Type | Default | Details | |
---|---|---|---|
fname_raster | str | Name of raster file | |
name | str | Prior | Name of the State variable |
class PriorCB(Callback):
"Emulate a prior by taking the mean of measurement over a single grid cell."
def __init__(self,
fname_raster:str, # Name of raster file
name:str='Prior' # Name of the State variable
):
fc.store_attr()
def __call__(self,
loc_id:int, # Unique id of an individual area of interest.
o:Type[State] # A State's object
):
polygon = o.smp_areas.loc[o.smp_areas.reset_index().loc_id == loc_id].geometry
with rasterio.open(self.fname_raster) as src:
out_image, out_transform = mask(src, polygon, crop=True)
mean_value = np.mean(out_image)
return Variable(self.name, mean_value)
For example:
# Emulate data collection
dc_emulator = DataCollector(fname_raster)
samples_t0 = dc_emulator.collect(sample_locs)
ax = samples_t0.plot(column='value', s=3, legend=True)

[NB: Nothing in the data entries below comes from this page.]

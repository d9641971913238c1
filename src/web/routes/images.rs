use axum::{
    extract::{Multipart, Path, State},
    http::StatusCode,
    response::IntoResponse,
    Extension, Json,
};
use serde_json::json;

use crate::error::AppError;
use crate::services::image_service::{self, UploadedFile};
use crate::web::middleware::auth::AuthenticatedUser;
use crate::web::AppState;

/// Every part carrying a file name is treated as an image; other parts are
/// ignored.
pub async fn upload_images_handler(
    Extension(auth_user): Extension<AuthenticatedUser>,
    Path(user_id): Path<String>,
    State(state): State<AppState>,
    mut multipart: Multipart,
) -> Result<impl IntoResponse, AppError> {
    let mut files = Vec::new();
    while let Some(field) = multipart
        .next_field()
        .await
        .map_err(|e| AppError::BadRequest(format!("malformed multipart body: {e}")))?
    {
        let Some(original_name) = field.file_name().map(str::to_string) else {
            continue;
        };
        let content_type = field
            .content_type()
            .unwrap_or("application/octet-stream")
            .to_string();
        let body = field
            .bytes()
            .await
            .map_err(|e| AppError::BadRequest(format!("could not read {original_name}: {e}")))?;

        files.push(UploadedFile {
            original_name,
            content_type,
            body,
        });
    }

    let keys = image_service::upload_images(
        &state.pool,
        state.blobs.as_ref(),
        &auth_user.id,
        &user_id,
        files,
    )
    .await?;

    Ok((
        StatusCode::CREATED,
        Json(json!({
            "status": "success",
            "data": { "message": "Images Uploaded", "images": keys }
        })),
    ))
}

pub async fn list_images_handler(
    Extension(_auth_user): Extension<AuthenticatedUser>,
    Path(user_id): Path<String>,
    State(state): State<AppState>,
) -> Result<impl IntoResponse, AppError> {
    let images = image_service::list_images(&state.pool, state.blobs.as_ref(), &user_id).await?;
    Ok(Json(json!({ "status": "success", "images": images })))
}

pub async fn delete_image_handler(
    Extension(auth_user): Extension<AuthenticatedUser>,
    Path((user_id, image_name)): Path<(String, String)>,
    State(state): State<AppState>,
) -> Result<impl IntoResponse, AppError> {
    image_service::delete_image(
        &state.pool,
        state.blobs.as_ref(),
        &auth_user.id,
        &user_id,
        &image_name,
    )
    .await?;

    Ok(Json(json!({
        "status": "success",
        "data": { "message": format!("Image Deleted {image_name}") }
    })))
}
pub mod auth;
pub mod discovery;
pub mod images;
pub mod user;
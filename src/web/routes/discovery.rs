use axum::{extract::State, response::IntoResponse, Extension, Json};
use serde_json::json;

use crate::error::AppError;
use crate::services::{discovery_service, user_service};
use crate::web::middleware::auth::AuthenticatedUser;
use crate::web::AppState;

pub async fn discovery_handler(
    Extension(auth_user): Extension<AuthenticatedUser>,
    State(state): State<AppState>,
) -> Result<impl IntoResponse, AppError> {
    let current = user_service::get_user(&state.pool, &auth_user.id).await?;
    let now_ms = chrono::Utc::now().timestamp_millis();

    let result = discovery_service::discover(&state.pool, &current, now_ms).await?;
    Ok(Json(json!({
        "status": "success",
        "count": result.count,
        "data": result.data,
    })))
}
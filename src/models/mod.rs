pub mod gender;
pub mod geo_point;
pub mod user_preferences;
pub mod user_profiles;
pub mod users;

pub use gender::{Gender, GenderPreference};
pub use geo_point::GeoPoint;
pub use user_preferences::{AgeRange, Preferences};
pub use user_profiles::{Picture, UserProfile};
pub use users::{UserCredentialsRow, UsersRow};
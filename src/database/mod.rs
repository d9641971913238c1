/// `SELECT <profile columns> FROM users <tail>`. The column list is the
/// projection allow-list for every profile read; `password_hash` is only
/// ever selected by the credential lookup.
macro_rules! select_profiles {
    ($($tail:literal),* $(,)?) => {
        concat!(
            "SELECT user_id, username, email, name, gender, birth_date_ms, ",
            "longitude, latitude, likes, dislikes, pictures, ",
            "pref_distance_km, pref_min_age, pref_max_age, pref_gender, created_at ",
            "FROM users ",
            $($tail),*
        )
    };
}

pub mod discovery_repo;
pub mod user_repo;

gdf_grid.boundary.plot(color=black, lw=0.5, ax=ax)
ax.axis('off');
State
and return it:state = State(samples_t0, gdf_grid, cbs=[
MaxCB(), MinCB(), StdCB(), CountCB(), MoranICB(k=5), PriorCB(fname_raster)
])
# You have to call the instance
state_t0 = state(); state_t0
Max | Min | Standard Deviation | Count | Moran.I | Prior | |
---|---|---|---|---|---|---|
loc_id | ||||||
0 | NaN | NaN | NaN | NaN | NaN | 0.102492 |
1 | 0.147935 | 0.133871 | 0.005889 | 3.0 | NaN | 0.125727 |
2 | 0.173122 | 0.158602 | 0.007260 | 2.0 | NaN | 0.161802 |
3 | NaN | NaN | NaN | NaN | NaN | 0.184432 |
4 | 0.213377 | 0.213377 | 0.000000 | 1.0 | NaN | 0.201405 |
... | ... | ... | ... | ... | ... | ... |
95 | 0.857352 | 0.838420 | 0.009466 | 2.0 | NaN | 0.803670 |
96 | 0.812587 | 0.812587 | 0.000000 | 1.0 | NaN | 0.763408 |
97 | NaN | NaN | NaN | NaN | NaN | 0.727797 |
98 | 0.703173 | 0.703173 | 0.000000 | 1.0 | NaN | 0.646002 |
99 | 0.693839 | 0.693839 | 0.000000 | 1.0 | NaN | 0.655185 |
100 rows × 6 columns
Why the expand_to_k_nearest
method?
The Moran.I
index is a statistical method used to determine if there is a significant spatial autocorrelation in a dataset. It helps to characterize the level of spatial correlation within each area of interest, such as a cell in your example.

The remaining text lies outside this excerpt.